* **Task input**:
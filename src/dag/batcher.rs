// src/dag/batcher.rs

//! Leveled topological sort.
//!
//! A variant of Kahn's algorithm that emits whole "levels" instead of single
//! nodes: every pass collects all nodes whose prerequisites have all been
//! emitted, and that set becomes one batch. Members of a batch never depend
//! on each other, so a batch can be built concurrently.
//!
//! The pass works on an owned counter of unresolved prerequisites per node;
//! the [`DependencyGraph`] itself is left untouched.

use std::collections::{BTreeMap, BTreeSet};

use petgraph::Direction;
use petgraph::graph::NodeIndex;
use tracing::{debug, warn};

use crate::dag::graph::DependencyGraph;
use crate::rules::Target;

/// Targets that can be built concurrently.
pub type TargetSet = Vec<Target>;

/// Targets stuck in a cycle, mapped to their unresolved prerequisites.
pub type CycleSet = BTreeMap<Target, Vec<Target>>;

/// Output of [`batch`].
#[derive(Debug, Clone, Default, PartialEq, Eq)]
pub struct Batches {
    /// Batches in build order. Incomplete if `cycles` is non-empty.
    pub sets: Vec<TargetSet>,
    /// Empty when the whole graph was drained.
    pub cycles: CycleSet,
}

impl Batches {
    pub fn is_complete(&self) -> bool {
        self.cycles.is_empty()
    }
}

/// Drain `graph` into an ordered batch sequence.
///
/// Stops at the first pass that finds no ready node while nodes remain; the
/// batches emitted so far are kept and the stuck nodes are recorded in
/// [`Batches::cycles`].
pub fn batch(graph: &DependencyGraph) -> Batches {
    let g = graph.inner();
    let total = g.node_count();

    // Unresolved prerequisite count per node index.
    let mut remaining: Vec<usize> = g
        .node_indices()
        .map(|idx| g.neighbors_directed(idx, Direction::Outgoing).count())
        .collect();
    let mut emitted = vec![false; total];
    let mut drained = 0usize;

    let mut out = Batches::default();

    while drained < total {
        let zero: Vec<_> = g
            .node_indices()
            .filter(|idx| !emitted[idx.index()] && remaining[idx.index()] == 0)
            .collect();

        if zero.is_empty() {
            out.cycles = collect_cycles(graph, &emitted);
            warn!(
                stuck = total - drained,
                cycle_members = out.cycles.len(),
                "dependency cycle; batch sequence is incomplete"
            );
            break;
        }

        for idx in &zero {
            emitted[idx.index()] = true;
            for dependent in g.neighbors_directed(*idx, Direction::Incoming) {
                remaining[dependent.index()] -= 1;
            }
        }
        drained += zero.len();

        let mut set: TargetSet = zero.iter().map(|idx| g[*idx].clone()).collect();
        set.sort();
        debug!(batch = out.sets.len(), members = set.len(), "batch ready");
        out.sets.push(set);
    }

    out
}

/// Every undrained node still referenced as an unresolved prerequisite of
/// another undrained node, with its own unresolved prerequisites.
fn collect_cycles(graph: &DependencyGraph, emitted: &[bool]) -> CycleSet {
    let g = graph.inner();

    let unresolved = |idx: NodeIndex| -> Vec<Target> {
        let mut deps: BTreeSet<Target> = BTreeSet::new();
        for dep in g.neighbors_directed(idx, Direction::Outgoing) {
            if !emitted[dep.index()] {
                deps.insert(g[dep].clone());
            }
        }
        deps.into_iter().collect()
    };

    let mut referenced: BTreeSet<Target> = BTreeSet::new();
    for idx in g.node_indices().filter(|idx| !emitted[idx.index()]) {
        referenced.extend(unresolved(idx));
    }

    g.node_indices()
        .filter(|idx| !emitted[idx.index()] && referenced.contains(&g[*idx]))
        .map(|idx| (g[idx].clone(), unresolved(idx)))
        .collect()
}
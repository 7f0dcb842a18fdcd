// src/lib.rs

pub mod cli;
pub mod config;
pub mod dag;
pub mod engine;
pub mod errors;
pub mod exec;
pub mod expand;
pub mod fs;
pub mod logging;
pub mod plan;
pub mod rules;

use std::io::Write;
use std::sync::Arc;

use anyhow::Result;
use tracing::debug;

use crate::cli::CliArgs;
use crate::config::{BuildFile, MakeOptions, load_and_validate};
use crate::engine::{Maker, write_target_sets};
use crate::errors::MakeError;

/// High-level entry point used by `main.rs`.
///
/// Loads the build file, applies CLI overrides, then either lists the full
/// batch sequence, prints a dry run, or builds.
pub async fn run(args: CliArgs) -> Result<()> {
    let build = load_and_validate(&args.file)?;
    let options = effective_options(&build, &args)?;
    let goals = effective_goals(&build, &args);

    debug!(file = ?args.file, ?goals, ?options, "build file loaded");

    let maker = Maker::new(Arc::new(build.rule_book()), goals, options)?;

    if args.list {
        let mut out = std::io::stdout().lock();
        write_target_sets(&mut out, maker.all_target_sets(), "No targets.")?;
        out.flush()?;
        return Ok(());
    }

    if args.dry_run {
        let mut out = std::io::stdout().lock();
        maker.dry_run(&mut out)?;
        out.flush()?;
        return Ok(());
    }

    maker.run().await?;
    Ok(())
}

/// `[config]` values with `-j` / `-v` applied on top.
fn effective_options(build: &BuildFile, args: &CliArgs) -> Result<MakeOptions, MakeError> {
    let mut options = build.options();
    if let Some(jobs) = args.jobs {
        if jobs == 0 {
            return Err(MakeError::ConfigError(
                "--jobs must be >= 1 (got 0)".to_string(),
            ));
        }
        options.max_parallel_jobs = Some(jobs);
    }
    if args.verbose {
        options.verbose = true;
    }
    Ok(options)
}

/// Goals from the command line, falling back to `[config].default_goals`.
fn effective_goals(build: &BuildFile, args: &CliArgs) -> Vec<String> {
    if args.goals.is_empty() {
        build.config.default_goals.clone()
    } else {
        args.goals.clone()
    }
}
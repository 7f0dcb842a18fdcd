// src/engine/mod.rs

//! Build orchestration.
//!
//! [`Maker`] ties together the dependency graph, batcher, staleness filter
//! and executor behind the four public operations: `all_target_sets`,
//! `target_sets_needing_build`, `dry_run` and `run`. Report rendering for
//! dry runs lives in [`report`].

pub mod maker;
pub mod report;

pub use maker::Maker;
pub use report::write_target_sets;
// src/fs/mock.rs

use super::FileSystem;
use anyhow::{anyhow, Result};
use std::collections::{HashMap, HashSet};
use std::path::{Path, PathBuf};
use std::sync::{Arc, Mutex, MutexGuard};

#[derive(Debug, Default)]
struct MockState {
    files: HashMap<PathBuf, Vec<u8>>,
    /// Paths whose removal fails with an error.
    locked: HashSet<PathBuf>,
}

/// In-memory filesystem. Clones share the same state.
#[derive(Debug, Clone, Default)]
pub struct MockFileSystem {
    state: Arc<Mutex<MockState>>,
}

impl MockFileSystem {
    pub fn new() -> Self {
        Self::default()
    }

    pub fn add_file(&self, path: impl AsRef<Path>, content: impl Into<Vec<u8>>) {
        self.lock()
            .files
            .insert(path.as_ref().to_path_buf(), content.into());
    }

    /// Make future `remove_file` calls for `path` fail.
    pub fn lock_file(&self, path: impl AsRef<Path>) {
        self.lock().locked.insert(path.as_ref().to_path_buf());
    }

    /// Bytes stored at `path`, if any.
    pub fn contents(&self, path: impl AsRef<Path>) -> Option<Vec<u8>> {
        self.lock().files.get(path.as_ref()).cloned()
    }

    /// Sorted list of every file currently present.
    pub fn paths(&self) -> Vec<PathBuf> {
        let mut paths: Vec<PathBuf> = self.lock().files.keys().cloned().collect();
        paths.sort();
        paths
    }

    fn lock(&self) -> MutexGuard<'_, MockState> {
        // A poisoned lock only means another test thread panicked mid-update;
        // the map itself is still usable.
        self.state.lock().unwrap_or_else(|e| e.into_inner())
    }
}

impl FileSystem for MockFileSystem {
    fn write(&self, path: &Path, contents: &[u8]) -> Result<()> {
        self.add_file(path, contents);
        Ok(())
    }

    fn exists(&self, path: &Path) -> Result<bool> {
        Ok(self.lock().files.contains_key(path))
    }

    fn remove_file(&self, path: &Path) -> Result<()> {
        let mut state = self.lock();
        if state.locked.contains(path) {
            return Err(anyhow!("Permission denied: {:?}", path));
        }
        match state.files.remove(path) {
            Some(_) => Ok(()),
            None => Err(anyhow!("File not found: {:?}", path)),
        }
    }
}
* * *
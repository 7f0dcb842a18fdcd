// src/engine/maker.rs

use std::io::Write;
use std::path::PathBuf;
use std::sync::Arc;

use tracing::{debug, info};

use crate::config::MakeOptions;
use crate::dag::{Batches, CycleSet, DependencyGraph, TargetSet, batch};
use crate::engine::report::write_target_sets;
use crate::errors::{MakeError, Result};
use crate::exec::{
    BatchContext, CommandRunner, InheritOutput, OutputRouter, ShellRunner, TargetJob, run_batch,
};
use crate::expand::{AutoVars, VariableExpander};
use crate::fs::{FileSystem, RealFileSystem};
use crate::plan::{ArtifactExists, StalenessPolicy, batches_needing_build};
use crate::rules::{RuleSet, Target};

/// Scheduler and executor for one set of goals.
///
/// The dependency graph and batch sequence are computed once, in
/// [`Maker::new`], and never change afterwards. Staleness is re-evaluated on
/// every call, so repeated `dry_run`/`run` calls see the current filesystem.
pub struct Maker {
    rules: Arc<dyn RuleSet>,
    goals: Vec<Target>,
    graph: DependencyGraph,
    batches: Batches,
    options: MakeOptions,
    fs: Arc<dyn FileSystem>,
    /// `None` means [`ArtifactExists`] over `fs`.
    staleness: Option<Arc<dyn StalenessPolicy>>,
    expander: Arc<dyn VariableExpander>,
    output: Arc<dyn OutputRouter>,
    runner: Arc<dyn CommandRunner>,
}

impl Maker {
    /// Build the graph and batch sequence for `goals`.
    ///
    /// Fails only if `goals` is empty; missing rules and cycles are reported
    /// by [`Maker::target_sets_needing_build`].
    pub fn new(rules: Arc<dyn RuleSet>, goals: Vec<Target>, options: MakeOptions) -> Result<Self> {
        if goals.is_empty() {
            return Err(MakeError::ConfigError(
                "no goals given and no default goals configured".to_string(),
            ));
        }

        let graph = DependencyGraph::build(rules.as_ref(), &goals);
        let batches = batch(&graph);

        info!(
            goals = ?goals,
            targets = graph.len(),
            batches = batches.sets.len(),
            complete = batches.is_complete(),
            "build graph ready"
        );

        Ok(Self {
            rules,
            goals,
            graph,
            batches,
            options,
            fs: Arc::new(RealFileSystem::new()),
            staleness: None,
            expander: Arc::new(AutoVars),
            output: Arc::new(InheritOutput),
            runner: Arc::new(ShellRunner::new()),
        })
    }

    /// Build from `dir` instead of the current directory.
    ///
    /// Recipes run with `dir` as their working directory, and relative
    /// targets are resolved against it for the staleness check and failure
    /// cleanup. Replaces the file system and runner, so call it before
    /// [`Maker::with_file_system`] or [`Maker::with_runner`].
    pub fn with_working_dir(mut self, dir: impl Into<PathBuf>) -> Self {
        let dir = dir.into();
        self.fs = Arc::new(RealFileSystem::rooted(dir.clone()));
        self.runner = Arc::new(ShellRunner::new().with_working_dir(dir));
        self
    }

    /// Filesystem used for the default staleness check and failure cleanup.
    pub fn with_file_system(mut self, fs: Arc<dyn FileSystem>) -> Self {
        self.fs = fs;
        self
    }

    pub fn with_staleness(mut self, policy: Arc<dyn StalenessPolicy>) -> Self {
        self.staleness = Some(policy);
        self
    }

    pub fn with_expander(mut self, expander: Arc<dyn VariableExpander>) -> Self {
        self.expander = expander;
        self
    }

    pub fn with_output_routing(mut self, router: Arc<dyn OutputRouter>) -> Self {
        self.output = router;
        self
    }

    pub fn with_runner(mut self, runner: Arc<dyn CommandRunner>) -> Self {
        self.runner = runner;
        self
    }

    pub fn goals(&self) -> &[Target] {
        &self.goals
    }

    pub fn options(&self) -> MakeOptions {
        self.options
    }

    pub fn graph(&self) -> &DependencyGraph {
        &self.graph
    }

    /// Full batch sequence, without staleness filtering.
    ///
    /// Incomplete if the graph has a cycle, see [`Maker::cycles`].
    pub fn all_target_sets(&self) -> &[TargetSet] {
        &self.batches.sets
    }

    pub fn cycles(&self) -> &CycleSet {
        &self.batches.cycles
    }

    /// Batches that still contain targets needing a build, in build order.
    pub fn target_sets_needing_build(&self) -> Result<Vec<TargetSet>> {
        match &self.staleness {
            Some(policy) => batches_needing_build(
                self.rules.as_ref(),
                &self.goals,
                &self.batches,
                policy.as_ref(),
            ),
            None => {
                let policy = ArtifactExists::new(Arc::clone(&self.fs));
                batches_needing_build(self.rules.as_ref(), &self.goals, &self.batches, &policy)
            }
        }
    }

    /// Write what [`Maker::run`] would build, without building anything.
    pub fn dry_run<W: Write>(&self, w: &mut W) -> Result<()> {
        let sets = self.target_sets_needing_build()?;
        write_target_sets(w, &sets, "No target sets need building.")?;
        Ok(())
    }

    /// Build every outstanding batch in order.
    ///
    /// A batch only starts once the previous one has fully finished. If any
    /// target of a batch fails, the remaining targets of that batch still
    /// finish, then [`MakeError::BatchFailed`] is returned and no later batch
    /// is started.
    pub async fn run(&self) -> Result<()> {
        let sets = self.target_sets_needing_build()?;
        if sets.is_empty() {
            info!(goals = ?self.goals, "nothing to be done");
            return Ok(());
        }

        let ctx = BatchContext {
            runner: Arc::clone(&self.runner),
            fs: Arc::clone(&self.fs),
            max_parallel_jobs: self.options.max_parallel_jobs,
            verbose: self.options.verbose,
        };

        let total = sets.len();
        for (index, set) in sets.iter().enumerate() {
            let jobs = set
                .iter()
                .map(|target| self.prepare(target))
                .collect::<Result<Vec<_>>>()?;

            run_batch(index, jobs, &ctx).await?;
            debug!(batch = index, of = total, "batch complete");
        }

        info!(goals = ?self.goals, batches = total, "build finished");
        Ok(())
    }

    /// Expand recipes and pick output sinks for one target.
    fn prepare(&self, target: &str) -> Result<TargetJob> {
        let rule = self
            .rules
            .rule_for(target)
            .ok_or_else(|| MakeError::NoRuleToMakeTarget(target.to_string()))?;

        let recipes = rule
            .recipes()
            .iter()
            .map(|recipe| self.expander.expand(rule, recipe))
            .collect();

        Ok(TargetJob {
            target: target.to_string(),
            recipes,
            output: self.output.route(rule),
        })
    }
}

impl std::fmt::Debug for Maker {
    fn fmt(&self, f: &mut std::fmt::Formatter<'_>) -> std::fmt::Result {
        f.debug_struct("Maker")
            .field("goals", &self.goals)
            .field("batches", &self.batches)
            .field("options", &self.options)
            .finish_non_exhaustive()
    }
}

* **Description of the task**: All lines above from the one containing "pub mod plan;" to the one containing "and executor behind" must be repeated exactly, both lines included, and no others.

* **Expected output**:
pub mod plan;
pub mod rules;

use std::io::Write;
use std::sync::Arc;

use anyhow::Result;
use tracing::debug;

use crate::cli::CliArgs;
use crate::config::{BuildFile, MakeOptions, load_and_validate};
use crate::engine::{Maker, write_target_sets};
use crate::errors::MakeError;

/// High-level entry point used by `main.rs`.
///
/// Loads the build file, applies CLI overrides, then either lists the full
/// batch sequence, prints a dry run, or builds.
pub async fn run(args: CliArgs) -> Result<()> {
    let build = load_and_validate(&args.file)?;
    let options = effective_options(&build, &args)?;
    let goals = effective_goals(&build, &args);

    debug!(file = ?args.file, ?goals, ?options, "build file loaded");

    let maker = Maker::new(Arc::new(build.rule_book()), goals, options)?;

    if args.list {
        let mut out = std::io::stdout().lock();
        write_target_sets(&mut out, maker.all_target_sets(), "No targets.")?;
        out.flush()?;
        return Ok(());
    }

    if args.dry_run {
        let mut out = std::io::stdout().lock();
        maker.dry_run(&mut out)?;
        out.flush()?;
        return Ok(());
    }

    maker.run().await?;
    Ok(())
}

/// `[config]` values with `-j` / `-v` applied on top.
fn effective_options(build: &BuildFile, args: &CliArgs) -> Result<MakeOptions, MakeError> {
    let mut options = build.options();
    if let Some(jobs) = args.jobs {
        if jobs == 0 {
            return Err(MakeError::ConfigError(
                "--jobs must be >= 1 (got 0)".to_string(),
            ));
        }
        options.max_parallel_jobs = Some(jobs);
    }
    if args.verbose {
        options.verbose = true;
    }
    Ok(options)
}

/// Goals from the command line, falling back to `[config].default_goals`.
fn effective_goals(build: &BuildFile, args: &CliArgs) -> Vec<String> {
    if args.goals.is_empty() {
        build.config.default_goals.clone()
    } else {
        args.goals.clone()
    }
}
repository 7f0dcb842a18fdcd
// src/engine/mod.rs

//! Build orchestration.
//!
//! [`Maker`] ties together the dependency graph, batcher, staleness filter
//! and executor behind the four public operations: `all_target_sets`,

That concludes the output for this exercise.